Glasnost juga memberikan lebih banyak kebebasan pada media untuk berekspresi, menyampaikan opini, termasuk mengkritik pemerintah.
Kondisi Soviet saat itu berat; ekonomi jatuh dan standar hidup rakyat terpuruk. Mereka tersandera di Afghanistan, 1979-1989. AS dengan Presiden Ronald Reagan, yang menyebut Soviet sebagai ”kerajaan setan”, mengindikasikan akan memulai ”Perang Dingin Baru”.
Sebenarnya, pendahulu Gorbachev, Yuri Andropov (menjabat 1982-1984, lalu digantikan Konstantin Chernenko (1984-1985), sudah menyatakan perlunya reformasi. Namun, belum sempat dijalankan, Andropov sakit parah dan meninggal. Maka, Gorbachev yang memulai reformasi itu. Ia melakukan perubahan kebijakan politik, ekonomi, sosial, dan luar negeri (César Albuquerque, 2019).
Meski para pengkritiknya menyatakan, dengan kebijakan itu berarti Soviet mundur dari karakter rezim sosialis, Gorbachev menegaskan, reformasi bertujuan untuk menyempurnakan sosialisme Soviet dengan menggunakan potensinya sepenuhnya.
Namun, reformasi yang dimaksudkan untuk menyelamatkan sistem sosialis berakibat sebaliknya: Soviet ambruk (karena dilakukan secara serempak glasnost dan perestroika) serta bangkrutnya komunisme yang didahului oleh pelarangan Partai Komunis di Rusia oleh Boris Yeltsin setelah usaha kudeta 19-21 April 1991 terhadap Gorbachev.
Maka, akan dicatat sebagai apa dia oleh rakyat Rusia? Akan ditulis sebagai apa oleh rakyat negara-negara bekas Soviet? Akan diakui sebagai apa dan siapa oleh masyarakat dunia?
”Sang Pembebas”
Setelah bubarnya Soviet (1991), Gorbachev, anak petani Desa Privolnoye, Rusia selatan, lahir 2 Maret 1931, seperti hidup di dua dunia. Di kota besar dunia—Washington, New York, London, Paris, Berlin, Amsterdam, New Delhi, Oslo, dan sebagainya—ia dipuji-puji dan dicintai. Akan tetapi, di dalam negeri banyak orang tak bisa memaafkannya. Gara-gara kebijakannya, Soviet bubar, komunisme bangkrut.
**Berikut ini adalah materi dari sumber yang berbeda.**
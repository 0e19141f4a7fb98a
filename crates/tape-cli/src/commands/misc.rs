use clap::CommandFactory;
use clap_complete::generate;

use crate::cli::{Cli, CompletionsArgs};

pub fn handle_completions(args: &CompletionsArgs) -> anyhow::Result<()> {
    let mut cmd = Cli::command();
    generate(args.shell, &mut cmd, "tape", &mut std::io::stdout());
    Ok(())
}
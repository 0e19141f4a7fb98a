//! UI primitives for the Tape CLI.
//!
//! This module provides:
//! - **Context**: Environment detection (TTY, color) and the tape's palette
//! - **Mode**: Output mode resolution (json, plain, pretty)
//! - **Theme**: Badges, palette, styling via owo-colors
//! - **Render**: Tables, headers, receipts, hints
//! - **Format**: String utilities (truncate, ids, dates)

mod context;
pub mod format;
pub mod mode;
pub mod render;
pub mod theme;

pub use context::UiContext;
pub use mode::OutputFormat;
pub use theme::{styled, Badge};

pub use render::{badge, header, kv, print, print_error, receipt, table, Column};

pub use format::{format_datetime, plain_spaces, short_id, single_line, truncate};
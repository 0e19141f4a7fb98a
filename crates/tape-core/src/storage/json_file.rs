//! JSON file snapshot store.

use std::fs;
use std::io::ErrorKind;
use std::path::{Path, PathBuf};

use super::traits::SnapshotStore;
use super::types::Snapshot;
use crate::error::Result;
use crate::fs::write_atomic;

/// Keeps the snapshot in a single JSON file, replaced atomically on save.
#[derive(Debug, Clone)]
pub struct JsonFileStore {
    path: PathBuf,
}

impl JsonFileStore {
    pub fn new(path: impl Into<PathBuf>) -> Self {
        Self { path: path.into() }
    }

    pub fn path(&self) -> &Path {
        &self.path
    }
}

impl SnapshotStore for JsonFileStore {
    fn load(&self) -> Result<Option<Snapshot>> {
        let text = match fs::read_to_string(&self.path) {
            Ok(text) => text,
            Err(err) if err.kind() == ErrorKind::NotFound => return Ok(None),
            Err(err) => return Err(err.into()),
        };
        if text.trim().is_empty() {
            return Ok(None);
        }
        Snapshot::from_json(&text).map(Some)
    }

    fn save(&mut self, snapshot: &Snapshot) -> Result<()> {
        let json = snapshot.to_json()?;
        write_atomic(&self.path, json.as_bytes())?;
        Ok(())
    }

    fn clear(&mut self) -> Result<()> {
        match fs::remove_file(&self.path) {
            Ok(()) => Ok(()),
            Err(err) if err.kind() == ErrorKind::NotFound => Ok(()),
            Err(err) => Err(err.into()),
        }
    }
}
//! Path and entry ID resolution.

use std::path::PathBuf;

use tape_core::ledger::Entry;
use uuid::Uuid;

use crate::config::{default_config_path, default_tape_path, TapeConfig};
use crate::constants::MIN_ID_PREFIX_LEN;
use crate::errors::CliError;

/// Resolve the config file path, checking TAPE_CONFIG env var first.
pub fn resolve_config_path() -> anyhow::Result<PathBuf> {
    if let Ok(value) = std::env::var("TAPE_CONFIG") {
        if !value.trim().is_empty() {
            return Ok(PathBuf::from(value));
        }
    }
    default_config_path()
}

/// Resolve the tape file path: `--tape`/`TAPE_PATH`, then config, then the
/// XDG data directory.
pub fn resolve_tape_path(flag: Option<&str>, config: Option<&TapeConfig>) -> anyhow::Result<PathBuf> {
    if let Some(path) = flag {
        return Ok(PathBuf::from(path));
    }
    if let Some(config) = config {
        return Ok(PathBuf::from(&config.tape.path));
    }
    default_tape_path()
}

/// Find the entry whose ID is `input` or starts with it.
///
/// # Errors
///
/// `CliError::NotFound` when nothing matches, `CliError::InvalidInput` for a
/// prefix that is too short or matches several entries.
pub fn resolve_entry_id(entries: &[Entry], input: &str) -> anyhow::Result<Uuid> {
    let needle = input.trim().to_ascii_lowercase();

    if let Ok(id) = Uuid::parse_str(&needle) {
        if entries.iter().any(|entry| entry.id == id) {
            return Ok(id);
        }
        return Err(not_found(input).into());
    }

    if needle.len() < MIN_ID_PREFIX_LEN {
        return Err(CliError::invalid_input(format!(
            "Entry ID prefix must be at least {} characters: {}",
            MIN_ID_PREFIX_LEN, input
        ))
        .into());
    }

    let matches: Vec<Uuid> = entries
        .iter()
        .map(|entry| entry.id)
        .filter(|id| id.to_string().starts_with(&needle))
        .collect();

    match matches.as_slice() {
        [id] => Ok(*id),
        [] => Err(not_found(input).into()),
        _ => Err(CliError::invalid_input(format!(
            "Entry ID prefix {} is ambiguous ({} matches); use more characters",
            input,
            matches.len()
        ))
        .into()),
    }
}

fn not_found(input: &str) -> CliError {
    CliError::not_found(
        format!("Entry not found: {}", input),
        "Hint: Run `tape list` to find entry IDs.",
    )
}
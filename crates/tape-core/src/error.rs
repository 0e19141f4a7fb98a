//! Error types for Tape core operations.
//!
//! Expression failures live in [`crate::expr::EvalError`]; this module wraps
//! them together with ledger and storage failures. The CLI layer maps these
//! to user-facing messages and exit codes.

use thiserror::Error;

use crate::expr::EvalError;

/// Result type alias for Tape operations.
pub type Result<T> = std::result::Result<T, TapeError>;

/// Core error type for Tape operations.
#[derive(Debug, Error)]
pub enum TapeError {
    /// The expression could not be evaluated
    #[error(transparent)]
    Eval(#[from] EvalError),

    /// The expression evaluated, but not to a finite number
    #[error("Result is not a finite number: {0}")]
    NonFinite(String),

    /// A label was resolved while no expression was waiting for one
    #[error("No expression is waiting for a label")]
    NoPendingLabel,

    /// Entry not found
    #[error("Entry not found: {0}")]
    NotFound(String),

    /// Storage backend error
    #[error("Storage error: {0}")]
    Storage(String),

    /// Data validation error
    #[error("Validation error: {0}")]
    Validation(String),
}

impl TapeError {
    /// Whether the error was caused by user input rather than the environment.
    pub fn is_user_error(&self) -> bool {
        matches!(
            self,
            TapeError::Eval(_) | TapeError::NonFinite(_) | TapeError::NoPendingLabel
        )
    }
}

impl From<std::io::Error> for TapeError {
    fn from(err: std::io::Error) -> Self {
        TapeError::Storage(err.to_string())
    }
}

impl From<serde_json::Error> for TapeError {
    fn from(err: serde_json::Error) -> Self {
        TapeError::Validation(err.to_string())
    }
}
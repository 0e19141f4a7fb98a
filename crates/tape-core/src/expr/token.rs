use std::fmt;

use super::EvalError;

/// Binary arithmetic operator.
#[derive(Debug, Clone, Copy, PartialEq, Eq)]
pub enum Operator {
    Add,
    Sub,
    Mul,
    Div,
}

impl Operator {
    /// Map a normalized character to an operator.
    pub fn from_char(c: char) -> Option<Self> {
        match c {
            '+' => Some(Operator::Add),
            '-' => Some(Operator::Sub),
            '*' => Some(Operator::Mul),
            '/' => Some(Operator::Div),
            _ => None,
        }
    }

    pub fn symbol(self) -> char {
        match self {
            Operator::Add => '+',
            Operator::Sub => '-',
            Operator::Mul => '*',
            Operator::Div => '/',
        }
    }

    /// Binding strength; every operator is left-associative.
    pub fn precedence(self) -> u8 {
        match self {
            Operator::Add | Operator::Sub => 1,
            Operator::Mul | Operator::Div => 2,
        }
    }
}

impl fmt::Display for Operator {
    fn fmt(&self, f: &mut fmt::Formatter<'_>) -> fmt::Result {
        write!(f, "{}", self.symbol())
    }
}

/// A lexical unit of a normalized expression.
#[derive(Debug, Clone, PartialEq, Eq)]
pub enum Token {
    /// Number literal, kept as text until evaluation
    Number(String),
    Operator(Operator),
    LeftParen,
    RightParen,
}

impl fmt::Display for Token {
    fn fmt(&self, f: &mut fmt::Formatter<'_>) -> fmt::Result {
        match self {
            Token::Number(text) => write!(f, "{}", text),
            Token::Operator(op) => write!(f, "{}", op),
            Token::LeftParen => write!(f, "("),
            Token::RightParen => write!(f, ")"),
        }
    }
}

/// Split a normalized expression into tokens in a single left-to-right pass.
///
/// A `-` at the start of input, after `(` or after another operator is unary
/// and is emitted as `Number("0"), Operator(Sub)`.
///
/// Number runs start at a digit or `.`, take digits and at most one `.`; a
/// second `.` ends the run without being consumed.
///
/// # Errors
///
/// - `InvalidNumber(".")` for a run consisting of a lone `.`
/// - `InvalidCharacter` for anything that is not a digit, `.`, operator or paren
pub fn tokenize(normalized: &str) -> Result<Vec<Token>, EvalError> {
    let chars: Vec<char> = normalized.chars().collect();
    let mut tokens = Vec::new();
    let mut i = 0;

    while i < chars.len() {
        let c = chars[i];

        if c == '(' {
            tokens.push(Token::LeftParen);
            i += 1;
            continue;
        }
        if c == ')' {
            tokens.push(Token::RightParen);
            i += 1;
            continue;
        }

        if let Some(op) = Operator::from_char(c) {
            let unary = op == Operator::Sub
                && matches!(
                    tokens.last(),
                    None | Some(Token::LeftParen) | Some(Token::Operator(_))
                );
            if unary {
                tokens.push(Token::Number("0".to_string()));
            }
            tokens.push(Token::Operator(op));
            i += 1;
            continue;
        }

        if c.is_ascii_digit() || c == '.' {
            let start = i;
            let mut seen_dot = false;
            while i < chars.len() {
                let cc = chars[i];
                if cc == '.' {
                    if seen_dot {
                        break;
                    }
                    seen_dot = true;
                } else if !cc.is_ascii_digit() {
                    break;
                }
                i += 1;
            }
            let text: String = chars[start..i].iter().collect();
            if text == "." {
                return Err(EvalError::InvalidNumber(text));
            }
            tokens.push(Token::Number(text));
            continue;
        }

        return Err(EvalError::InvalidCharacter(c.to_string()));
    }

    Ok(tokens)
}
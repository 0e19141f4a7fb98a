//! Output formatting helpers for the CLI.
//!
//! This module provides formatting utilities for displaying entries
//! in various formats (JSON, table, plain text).

mod json;
mod text;

pub use json::{entries_json, entry_json, evaluation_json, expr_json, total_json};
pub use text::{display_number, print_entry_list, print_expr_status};
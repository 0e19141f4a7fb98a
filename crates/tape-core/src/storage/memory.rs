//! In-memory snapshot store.

use super::traits::SnapshotStore;
use super::types::Snapshot;
use crate::error::{Result, TapeError};

/// Holds the serialized snapshot in memory.
///
/// Useful for embedding the ledger without a filesystem and for exercising
/// the ledger's handling of damaged or unavailable storage.
#[derive(Debug, Clone, Default)]
pub struct MemoryStore {
    raw: Option<String>,
    failing: bool,
    saves: usize,
}

impl MemoryStore {
    pub fn new() -> Self {
        Self::default()
    }

    /// Start with arbitrary stored text, valid or not.
    pub fn with_raw(raw: impl Into<String>) -> Self {
        Self {
            raw: Some(raw.into()),
            ..Self::default()
        }
    }

    /// A store whose every operation fails.
    pub fn failing() -> Self {
        Self {
            failing: true,
            ..Self::default()
        }
    }

    pub fn set_failing(&mut self, failing: bool) {
        self.failing = failing;
    }

    /// The stored text, if any.
    pub fn raw(&self) -> Option<&str> {
        self.raw.as_deref()
    }

    /// Number of successful saves.
    pub fn save_count(&self) -> usize {
        self.saves
    }

    fn check(&self) -> Result<()> {
        if self.failing {
            return Err(TapeError::Storage("Store unavailable".to_string()));
        }
        Ok(())
    }
}

impl SnapshotStore for MemoryStore {
    fn load(&self) -> Result<Option<Snapshot>> {
        self.check()?;
        match &self.raw {
            Some(raw) => Snapshot::from_json(raw).map(Some),
            None => Ok(None),
        }
    }

    fn save(&mut self, snapshot: &Snapshot) -> Result<()> {
        self.check()?;
        self.raw = Some(snapshot.to_json()?);
        self.saves += 1;
        Ok(())
    }

    fn clear(&mut self) -> Result<()> {
        self.check()?;
        self.raw = None;
        Ok(())
    }
}

#[cfg(test)]
mod tests {
    use super::*;

    #[test]
    fn test_round_trip() {
        let mut store = MemoryStore::new();
        assert!(store.load().unwrap().is_none());
        let snapshot = Snapshot {
            expr: "1".to_string(),
            ..Snapshot::default()
        };
        store.save(&snapshot).unwrap();
        assert_eq!(store.load().unwrap(), Some(snapshot));
        assert_eq!(store.save_count(), 1);
        store.clear().unwrap();
        assert!(store.raw().is_none());
    }

    #[test]
    fn test_failing_store() {
        let mut store = MemoryStore::failing();
        assert!(store.load().is_err());
        assert!(store.save(&Snapshot::default()).is_err());
        assert!(store.clear().is_err());
        store.set_failing(false);
        assert!(store.save(&Snapshot::default()).is_ok());
    }
}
Ini yang oleh Presiden Vladimir Putin dalam pidato di depan Majelis Federal Federasi Rusia, 25 April 2005, disebut ”bencana geopolitik terbesar abad ini” (abad ke-20) dan mendorong gerakan-gerakan separatis di Rusia. Putin mengulang-ulang pernyataannya, bahkan saat perang Ukraina mulai.
Runtuhnya Soviet menyebabkan Moskwa kehilangan wilayah kekuasaannya secara besar-besaran; republik-republik Soviet lepas dan merdeka. Moskwa juga kehilangan pakta pertahanan dengan negara-negara satelitnya, Pakta Warsawa.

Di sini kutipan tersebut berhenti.